Пойди объясни ей, что он надеется еще на случай, удачу, сюрприз жизни: кивнет ему девушка, легкая, ладная, светящаяся, поманит уединиться за компанию, а на Макароне – о позор! – сиреневые подштанники...

Было ему уже за тридцать, Любке-копировщице – девятнадцать с хвостиком.

Любка была округлая, теплая, зовущая и покладистая, чем-то напоминала медсестру Клаву, запыхавшуюся от переживаний. Любка ходила размашисто, показывала голые коленки, одежды носила легкие, воздушные, чтобы сподручнее скидывать, – Макарону нравилось.

– Любка, – говорил, – ты из Охлебаихи?

– Не.
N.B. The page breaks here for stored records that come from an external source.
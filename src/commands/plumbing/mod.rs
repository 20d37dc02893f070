//! Plumbing commands (low-level building blocks)
//!
//! ## Commands
//!
//! - `align`: Print the raw line alignment without change classification
//! - `show`: Print the saved texts and their save time

pub mod align;
pub mod show;
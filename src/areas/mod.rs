//! Stateful collaborators around the diff engine
//!
//! - `autosave`: Debounced background writer for in-progress texts
//! - `session`: Store root resolution and the object commands run against
//! - `store`: File-backed storage for the last old/new text pair

pub mod autosave;
pub mod session;
pub mod store;
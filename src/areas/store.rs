//! Saved comparison texts
//!
//! The last compared (or auto-saved) old and new texts live under a `.redline`
//! directory so a later run can pick them up again.
//!
//! ## Layout
//!
//! - `old.txt` / `new.txt`: the two text blocks, stored verbatim
//! - `saved_at`: RFC 3339 timestamp of the last write
//! - `store.lock`: lock file held exclusively while writing or removing

use anyhow::Context;
use chrono::{DateTime, Local};
use file_guard::Lock;
use std::path::Path;

/// Name of the store directory created under the store root.
pub const STORE_DIR: &str = ".redline";

const LOCK_FILE: &str = "store.lock";
const SAVED_AT_FILE: &str = "saved_at";

#[derive(Debug, Clone, Copy, PartialEq, Eq, Hash)]
pub enum StoreKey {
    Old,
    New,
}

impl StoreKey {
    pub const ALL: [StoreKey; 2] = [StoreKey::Old, StoreKey::New];

    fn file_name(&self) -> &'static str {
        match self {
            StoreKey::Old => "old.txt",
            StoreKey::New => "new.txt",
        }
    }
}

/// File-backed key-value store for the two text blocks.
#[derive(Debug, Clone)]
pub struct Store {
    path: Box<Path>,
}

impl Store {
    pub fn new(root: &Path) -> Self {
        Store {
            path: root.join(STORE_DIR).into_boxed_path(),
        }
    }

    pub fn path(&self) -> &Path {
        &self.path
    }

    pub fn get(&self, key: StoreKey) -> anyhow::Result<Option<String>> {
        let path = self.path.join(key.file_name());
        if !path.exists() {
            return Ok(None);
        }

        std::fs::read_to_string(&path)
            .map(Some)
            .with_context(|| format!("failed to read saved text at {:?}", path))
    }

    /// Writes both blocks and stamps the save time.
    pub fn set_pair(&self, old: &str, new: &str) -> anyhow::Result<()> {
        self.with_lock(|| {
            for (key, text) in [(StoreKey::Old, old), (StoreKey::New, new)] {
                let path = self.path.join(key.file_name());
                std::fs::write(&path, text)
                    .with_context(|| format!("failed to save text to {:?}", path))?;
            }

            std::fs::write(self.path.join(SAVED_AT_FILE), Local::now().to_rfc3339())
                .context("failed to write save timestamp")?;

            log::debug!("saved text pair to {:?}", self.path);
            Ok(())
        })
    }

    /// Removes both blocks and the timestamp; returns whether anything was stored.
    pub fn remove_all(&self) -> anyhow::Result<bool> {
        if !self.path.exists() {
            return Ok(false);
        }

        self.with_lock(|| {
            let mut removed = false;
            let file_names = StoreKey::ALL
                .iter()
                .map(StoreKey::file_name)
                .chain([SAVED_AT_FILE]);

            for file_name in file_names {
                let path = self.path.join(file_name);
                if path.exists() {
                    std::fs::remove_file(&path)
                        .with_context(|| format!("failed to remove {:?}", path))?;
                    removed = true;
                }
            }

            log::debug!("cleared store at {:?} (removed: {})", self.path, removed);
            Ok(removed)
        })
    }

    pub fn saved_at(&self) -> anyhow::Result<Option<DateTime<Local>>> {
        let path = self.path.join(SAVED_AT_FILE);
        if !path.exists() {
            return Ok(None);
        }

        let raw = std::fs::read_to_string(&path)
            .with_context(|| format!("failed to read save timestamp at {:?}", path))?;
        let timestamp = DateTime::parse_from_rfc3339(raw.trim())
            .with_context(|| format!("invalid save timestamp: {}", raw.trim()))?;

        Ok(Some(timestamp.with_timezone(&Local)))
    }

    fn with_lock<R>(&self, action: impl FnOnce() -> anyhow::Result<R>) -> anyhow::Result<R> {
        std::fs::create_dir_all(&self.path)
            .with_context(|| format!("failed to create store directory at {:?}", self.path))?;

        let lock_path = self.path.join(LOCK_FILE);
        let mut lock_file = std::fs::OpenOptions::new()
            .read(true)
            .write(true)
            .create(true)
            .truncate(false)
            .open(&lock_path)
            .with_context(|| format!("failed to open lock file at {:?}", lock_path))?;
        let _lock = file_guard::lock(&mut lock_file, Lock::Exclusive, 0, 1)?;

        action()
    }
}

#[cfg(test)]
mod tests {
    use super::*;
    use assert_fs::TempDir;
    use fake::Fake;
    use fake::faker::lorem::en::{Sentence, Words};
    use pretty_assertions::assert_eq;
    use rstest::{fixture, rstest};

    #[fixture]
    fn store_dir() -> TempDir {
        TempDir::new().expect("Failed to create temp dir")
    }

    #[rstest]
    fn empty_store_has_nothing(store_dir: TempDir) -> anyhow::Result<()> {
        let store = Store::new(store_dir.path());

        assert_eq!(store.get(StoreKey::Old)?, None);
        assert_eq!(store.get(StoreKey::New)?, None);
        assert_eq!(store.saved_at()?, None);
        assert!(!store.remove_all()?);

        Ok(())
    }

    #[rstest]
    fn saved_pair_survives_a_new_handle(store_dir: TempDir) -> anyhow::Result<()> {
        let before = Local::now();
        Store::new(store_dir.path()).set_pair("  old\ntext ", "new\n")?;

        let reopened = Store::new(store_dir.path());

        assert_eq!(reopened.get(StoreKey::Old)?.as_deref(), Some("  old\ntext "));
        assert_eq!(reopened.get(StoreKey::New)?.as_deref(), Some("new\n"));
        let saved_at = reopened.saved_at()?.expect("timestamp written");
        assert!(saved_at.timestamp() >= before.timestamp());

        Ok(())
    }

    #[rstest]
    fn multiline_text_is_stored_verbatim(store_dir: TempDir) -> anyhow::Result<()> {
        let old = Words(5..10).fake::<Vec<String>>().join("\n");
        let new = format!("{}\r\n\n", Sentence(3..8).fake::<String>());
        let store = Store::new(store_dir.path());

        store.set_pair(&old, &new)?;

        assert_eq!(store.get(StoreKey::Old)?, Some(old));
        assert_eq!(store.get(StoreKey::New)?, Some(new));

        Ok(())
    }

    #[rstest]
    fn later_save_overwrites_earlier_one(store_dir: TempDir) -> anyhow::Result<()> {
        let store = Store::new(store_dir.path());
        store.set_pair("first old", "first new")?;
        store.set_pair("second old", "second new")?;

        assert_eq!(store.get(StoreKey::Old)?.as_deref(), Some("second old"));
        assert_eq!(store.get(StoreKey::New)?.as_deref(), Some("second new"));

        Ok(())
    }

    #[rstest]
    fn remove_all_clears_texts_and_timestamp(store_dir: TempDir) -> anyhow::Result<()> {
        let store = Store::new(store_dir.path());
        store.set_pair("old", "new")?;

        assert!(store.remove_all()?);
        assert_eq!(store.get(StoreKey::Old)?, None);
        assert_eq!(store.get(StoreKey::New)?, None);
        assert_eq!(store.saved_at()?, None);
        assert!(!store.remove_all()?);

        Ok(())
    }
}
use crate::common::{
    new_text, old_text, run_redline_command, stdout_of, workspace_dir, write_inputs,
};
use assert_fs::TempDir;
use assert_fs::prelude::PathChild;
use predicates::prelude::{Predicate, predicate};
use rstest::rstest;

mod common;

#[rstest]
fn single_poll_prints_comparison_and_auto_saves(
    workspace_dir: TempDir,
    old_text: String,
    new_text: String,
) -> Result<(), Box<dyn std::error::Error>> {
    write_inputs(&workspace_dir, &old_text, &new_text);

    let actual_output = stdout_of(&mut run_redline_command(
        workspace_dir.path(),
        &[
            "watch",
            "--old",
            "old.txt",
            "--new",
            "new.txt",
            "--iterations",
            "1",
            "--interval-ms",
            "10",
            "--debounce-ms",
            "10",
        ],
    ));

    assert!(predicate::str::is_match(r"^\[\d{2}:\d{2}:\d{2}\]\n")?.eval(&actual_output));
    assert!(actual_output.ends_with(
        "  line2\n+ line3_modified\n  line4\n~ line5\nDiff Stats: Added: 1 | Changed: 1 | Removed: 2\n"
    ));

    let saved_new = std::fs::read_to_string(workspace_dir.child(".redline").child("new.txt").path())?;
    pretty_assertions::assert_eq!(saved_new, new_text);

    Ok(())
}

#[rstest]
fn watch_keeps_running_after_blank_input(workspace_dir: TempDir) {
    write_inputs(&workspace_dir, "old", "");

    run_redline_command(
        workspace_dir.path(),
        &[
            "watch",
            "--old",
            "old.txt",
            "--new",
            "new.txt",
            "--iterations",
            "2",
            "--interval-ms",
            "10",
        ],
    )
    .assert()
    .success()
    .stdout(predicate::str::contains(
        "Please enter both old and new text.",
    ));
}

#[rstest]
fn watch_rejects_stdin(workspace_dir: TempDir) {
    write_inputs(&workspace_dir, "old", "new");

    run_redline_command(
        workspace_dir.path(),
        &["watch", "--old", "-", "--new", "new.txt", "--iterations", "1"],
    )
    .assert()
    .failure()
    .stderr(predicate::str::contains("stdin"));
}

#[rstest]
#[case("0")]
#[case("many")]
fn watch_rejects_invalid_iterations(workspace_dir: TempDir, #[case] iterations: &str) {
    write_inputs(&workspace_dir, "old", "new");

    run_redline_command(
        workspace_dir.path(),
        &[
            "watch",
            "--old",
            "old.txt",
            "--new",
            "new.txt",
            "--iterations",
            iterations,
        ],
    )
    .assert()
    .failure()
    .stderr(predicate::str::contains("--iterations"));

    assert!(!workspace_dir.child(".redline").child("old.txt").exists());
}

#[rstest]
#[case("0")]
#[case("soon")]
fn watch_rejects_invalid_interval(workspace_dir: TempDir, #[case] interval: &str) {
    write_inputs(&workspace_dir, "old", "new");

    run_redline_command(
        workspace_dir.path(),
        &[
            "watch",
            "--old",
            "old.txt",
            "--new",
            "new.txt",
            "--interval-ms",
            interval,
        ],
    )
    .assert()
    .failure()
    .stderr(predicate::str::contains("--interval-ms"));
}
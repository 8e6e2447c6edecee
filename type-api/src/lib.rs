pub mod api;
pub mod classify;
pub mod config;
pub mod prometheus;
pub mod router;
pub mod server;
pub mod v0_endpoint;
Мы – сибирские.

– Не ври, Любка, ты из Охлебаихи.

Их столы стояли у окна, за большим кульманом, и им никто не мешал.

Любка прибегала на службу в последнюю секундочку, пыхала жаром, пучила глаза, грудью шевелила без надобности и тут же начинала рассказывать, а он слушал – завидовал.

– Я вечор в гостях гостила, – напевала Любка без стеснения, растягивая слова, – во компании была. Набуровили мне белого вина – в стакане пупком. Выпила, наелась на дурничку.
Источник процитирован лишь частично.